_STORED DATA_.
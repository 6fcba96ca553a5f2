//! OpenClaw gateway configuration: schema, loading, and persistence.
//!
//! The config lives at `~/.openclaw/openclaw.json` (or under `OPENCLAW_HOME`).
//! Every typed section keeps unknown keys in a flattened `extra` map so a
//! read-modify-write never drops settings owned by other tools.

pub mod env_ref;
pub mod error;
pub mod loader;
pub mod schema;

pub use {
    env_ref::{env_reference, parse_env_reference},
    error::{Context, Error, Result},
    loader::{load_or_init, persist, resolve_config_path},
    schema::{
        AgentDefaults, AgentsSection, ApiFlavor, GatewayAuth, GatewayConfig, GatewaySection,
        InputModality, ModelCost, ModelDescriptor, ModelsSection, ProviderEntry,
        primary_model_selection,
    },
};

_PROMPT_.
Everything in the listing should be set down again exactly.

_TASK SOLUTION_.
repository 6fcba96ca553a5f2
//! OpenClaw gateway configuration: schema, loading, and persistence.
//!
//! The config lives at `~/.openclaw/openclaw.json` (or under `OPENCLAW_HOME`).
//! Every typed section keeps unknown keys in a flattened `extra` map so a
//! read-modify-write never drops settings owned by other tools.

pub mod env_ref;
pub mod error;
pub mod loader;
pub mod schema;

pub use {
    env_ref::{env_reference, parse_env_reference},
    error::{Context, Error, Result},
    loader::{load_or_init, persist, resolve_config_path},
    schema::{
        AgentDefaults, AgentsSection, ApiFlavor, GatewayAuth, GatewayConfig, GatewaySection,
        InputModality, ModelCost, ModelDescriptor, ModelsSection, ProviderEntry,
        primary_model_selection,
    },
};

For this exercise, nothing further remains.